# ASSIGNED TASK
Identify, in the records below, every line where the string "usize" appears, and copy each such line.

◇ ◇ ◇ ◇ ◇

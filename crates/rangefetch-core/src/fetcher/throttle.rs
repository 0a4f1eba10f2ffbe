//! Per-unit speed throttle.
//!
//! Each chunk must take at least `chunk_len / limit` seconds, measured from
//! the moment the unit resumed reading after the previous chunk; whatever is
//! missing is returned as a pause during which the unit stops reading its
//! stream. Time is passed in by the caller so tests can drive a synthetic clock.
//!
//! This is stricter than measuring from the previous chunk's arrival: a pause
//! served after one chunk does not count towards the next chunk's time, so
//! chunks delivered back to back never exceed the limit on average. Every
//! pause is at least as long as the arrival-anchored one would be.

use std::time::{Duration, Instant};

#[derive(Debug, Clone)]
pub struct Throttle {
    /// Bytes per second; 0 = unlimited.
    limit: u64,
    resumed_at: Instant,
}

impl Throttle {
    pub fn new(limit: u64, started_at: Instant) -> Self {
        Self {
            limit,
            resumed_at: started_at,
        }
    }

    pub fn limit(&self) -> u64 {
        self.limit
    }

    /// Minimum time a chunk of `chunk_len` bytes must take under this limit.
    pub fn required(&self, chunk_len: usize) -> Duration {
        if self.limit == 0 {
            return Duration::ZERO;
        }
        let nanos = (chunk_len as u128 * 1_000_000_000) / self.limit as u128;
        Duration::from_nanos(u64::try_from(nanos).unwrap_or(u64::MAX))
    }

    /// Record a chunk arriving at `now`; returns how long to hold off before
    /// accepting more data, or `None` when the unit is within its budget.
    pub fn on_chunk(&mut self, now: Instant, chunk_len: usize) -> Option<Duration> {
        let elapsed = now.saturating_duration_since(self.resumed_at);
        let pause = self
            .required(chunk_len)
            .checked_sub(elapsed)
            .filter(|pause| !pause.is_zero());
        self.resumed_at = now + pause.unwrap_or_default();
        pause
    }
}
//! Decides what a session does with each inbound message.

use std::sync::Arc;

use crate::coordinator::{DownloadRequest, DownloadSettings};
use crate::keywords::KeywordTable;
use crate::protocol::{parse_request, ClientRequest, OutboundMessage};

#[derive(Debug, Clone, PartialEq, Eq)]
pub enum Route {
    /// Answer the originating session right away.
    Reply(OutboundMessage),
    /// Start a download whose events go to the originating session.
    Download(DownloadRequest),
}

/// Shared, read-only state every session routes against.
#[derive(Debug, Clone)]
pub struct SessionRouter {
    keywords: Arc<KeywordTable>,
    settings: Arc<DownloadSettings>,
}

impl SessionRouter {
    pub fn new(keywords: Arc<KeywordTable>, settings: Arc<DownloadSettings>) -> Self {
        Self { keywords, settings }
    }

    pub fn settings(&self) -> &DownloadSettings {
        &self.settings
    }

    pub fn route(&self, text: &str) -> Route {
        match parse_request(text) {
            Ok(ClientRequest::Keyword(keyword)) => {
                let urls = self.keywords.lookup(&keyword);
                tracing::debug!(%keyword, found = urls.len(), "keyword lookup");
                Route::Reply(OutboundMessage::Urls { urls })
            }
            Ok(ClientRequest::Download { url }) => Route::Download(self.settings.request(url)),
            Err(e) => {
                tracing::debug!("rejecting inbound message: {}", e);
                Route::Reply(OutboundMessage::incorrect_query())
            }
        }
    }
}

◇ ◇ ◇ ◇ ◇

# FINISHED TASK
    pub fn required(&self, chunk_len: usize) -> Duration {
    pub fn on_chunk(&mut self, now: Instant, chunk_len: usize) -> Option<Duration> {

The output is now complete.